The multistage nature of cancer pathogenesis was first defined over 50 years ago by the sequential topical application of chemical agents to mouse skin. Since then, the skin model has provided remarkable insights into the biology, biochemistry, pharmacology, and genetics of carcinogenesis. Discoveries from studies of mouse skin have proved to be landmarks in cancer research including: the binding of carcinogens to DNA; the monoclonal origin of benign and malignant tumors; the powerful tumor-promoting action of phorbol esters; the antipromoting potency of retinoids and steroids; the modifying role of age, caloric intake, and specific dietary constituents on cancer induction; the variable risk for benign tumors to progress to cancer; and the requirement for multiple genetic changes in malignant conversion. Many of these concepts are now widely applied to the interpretation of specific molecular discoveries both in simple experimental systems and in human cancers, but the power of this quantitative, multistage skin carcinogenesis model has made these assessments possible.
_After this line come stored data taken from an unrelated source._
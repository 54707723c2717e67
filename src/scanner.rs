//! Block Scanner, grounded in
//! `examples/original_source/src/dj.c`'s `scan_block`/`scan_blocks`: turns
//! each `InodeTask`'s logical->physical block map into a list of
//! maximal-run `BlockRec`s, coalescing adjacent physical runs and
//! backfilling hole callbacks the filesystem library skips.

use std::cell::RefCell;
use std::collections::VecDeque;
use std::rc::Rc;

use tracing::debug;

use crate::backend::FsBackend;
use crate::error::Result;
use crate::model::{BlockRec, ClientCallback, InodeInfo, InodeTask, SharedInode};

/// One file's scanned block list, ready for the scheduler to admit.
pub type ScanGroup<S> = (SharedInode<S>, Vec<BlockRec<S>>);

struct ScanState<S> {
    block_size: u64,
    inode: SharedInode<S>,
    blocks: Vec<BlockRec<S>>,
}

impl<S> ScanState<S> {
    /// Mirrors `scan_block` in the C original, including its recursive
    /// self-call to backfill skipped hole callbacks. `physical` is `None`
    /// for a hole.
    fn scan_block(&mut self, physical: Option<u64>, logical: u64) {
        let (len, blocks_scanned) = {
            let info = self.inode.borrow();
            (info.len, info.blocks_scanned)
        };
        // Ignore the virtual trailing block some filesystems report to
        // leave room for appending writers, unless the file is empty.
        if logical * self.block_size >= len || len == 0 {
            return;
        }

        let coalesces = physical.is_some()
            && self
                .blocks
                .last()
                .is_some_and(|b| b.is_physically_adjacent_to(physical.unwrap()));

        if !coalesces {
            // Holes never get passed to this function in practice; fix
            // that up here before this new BlockRec is created.
            for i in blocks_scanned..logical {
                self.scan_block(None, i);
            }
            self.inode.borrow_mut().references += 1;
            self.blocks
                .push(BlockRec::new(physical.unwrap_or(0), logical, self.inode.clone()));
        }

        let mut info = self.inode.borrow_mut();
        info.blocks_scanned += 1;
        let rec = self.blocks.last_mut().expect("just pushed or coalesced onto an existing record");
        rec.num_blocks += 1;

        let logical_pos = rec.logical_block * self.block_size;
        let remaining = info.len - logical_pos;
        let simple_len = rec.num_blocks * self.block_size;
        rec.byte_len = simple_len.min(remaining) as usize;
    }
}

/// Scan every task's blocks, dispatching the one required callback directly
/// for empty files (zero-length files get exactly one zero-length
/// callback and never enter the scheduler) and returning a queue of
/// non-empty files' block groups for the scheduler to admit.
pub fn scan<S: Default>(
    fs: &dyn FsBackend,
    tasks: Vec<InodeTask>,
    cb: &mut ClientCallback<S>,
) -> Result<VecDeque<ScanGroup<S>>> {
    let block_size = fs.block_size() as u64;
    let mut groups = VecDeque::new();

    for task in tasks {
        if task.len == 0 {
            let mut slot = S::default();
            if cb(task.inode, task.path.as_ref(), 0, 0, &[], &mut slot).is_break() {
                return Err(crate::error::EngineError::Cancelled);
            }
            continue;
        }

        debug!(inode = task.inode, path = %task.path, "scanning blocks");

        let inode = Rc::new(RefCell::new(InodeInfo::new(
            task.inode,
            task.path.clone(),
            task.len,
            S::default(),
        )));
        let mut state = ScanState {
            block_size,
            inode: inode.clone(),
            blocks: Vec::new(),
        };

        fs.block_iterate(task.inode, &mut |ev| {
            state.scan_block(ev.physical_block, ev.logical_block);
            std::ops::ControlFlow::Continue(())
        })?;

        // FIXME: trailing holes never get backfilled if the library's last
        // block callback lands before the file's final logical block.
        if !state.blocks.is_empty() {
            groups.push_back((inode, state.blocks));
        }
    }

    Ok(groups)
}

#[cfg(test)]
mod tests {
    use super::*;
    use crate::backend::mock::MockFsBuilder;
    use std::ops::ControlFlow;

    fn collect_calls<S: Default>(
        fs: &dyn FsBackend,
        tasks: Vec<InodeTask>,
    ) -> (VecDeque<ScanGroup<S>>, Vec<(u64, u64, u64, usize)>) {
        let mut calls = Vec::new();
        let groups = scan(
            fs,
            tasks,
            &mut |ino, _path, pos, file_len, data, _slot: &mut S| {
                calls.push((ino, pos, file_len, data.len()));
                ControlFlow::Continue(())
            },
        )
        .unwrap();
        (groups, calls)
    }

    #[test]
    fn empty_file_gets_exactly_one_zero_length_call() {
        let mut b = MockFsBuilder::new(4096);
        let root = b.root();
        b.add_file(root, "empty", 0, vec![]);
        let fs = b.build();
        let tasks = vec![InodeTask { inode: 2, path: Rc::from("/empty"), len: 0 }];

        let (groups, calls) = collect_calls::<()>(&fs, tasks);
        assert!(groups.is_empty());
        assert_eq!(calls, vec![(2, 0, 0, 0)]);
    }

    #[test]
    fn contiguous_blocks_coalesce_into_one_record() {
        let mut b = MockFsBuilder::new(4096);
        let root = b.root();
        let ino = b.add_contiguous_file(root, "a", 9000, 50);
        let fs = b.build();
        let tasks = vec![InodeTask { inode: ino, path: Rc::from("/a"), len: 9000 }];

        let (groups, _calls) = collect_calls::<()>(&fs, tasks);
        assert_eq!(groups.len(), 1);
        let (inode, blocks) = &groups[0];
        assert_eq!(blocks.len(), 1);
        assert_eq!(blocks[0].num_blocks, 3);
        assert_eq!(blocks[0].physical_start, 50);
        assert_eq!(inode.borrow().references, 1);
        // tail clip: 9000 bytes over 3 blocks of 4096 => last block clipped.
        assert_eq!(blocks[0].byte_len, 9000);
    }

    #[test]
    fn holes_never_coalesce_and_are_backfilled() {
        let mut b = MockFsBuilder::new(4096);
        let root = b.root();
        let ino = b.add_file(root, "sparse", 12288, vec![Some(10), None, Some(12)]);
        let fs = b.build();
        let tasks = vec![InodeTask { inode: ino, path: Rc::from("/sparse"), len: 12288 }];

        let (groups, _calls) = collect_calls::<()>(&fs, tasks);
        assert_eq!(groups.len(), 1);
        let (_inode, blocks) = &groups[0];
        assert_eq!(blocks.len(), 3);
        assert_eq!(blocks[0].physical_start, 10);
        assert_eq!(blocks[1].physical_start, 0);
        assert_eq!(blocks[2].physical_start, 12);
        assert!(blocks.iter().all(|b| b.num_blocks == 1));
    }
}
It has also provided the separation of mechanistically distinct stages in cancer pathogenesis: initiation; promotion; premalignant progression; and malignant conversion. This paper will review our current understanding of the genetic, biological, and biochemical alterations that contribute to the evolution of each of these stages in skin carcinogenesis. These new insights provide an opportunity to replace the traditional operational-based schemata defining the process of carcinogenesis with a working model designed around functional alterations in neoplastic cells.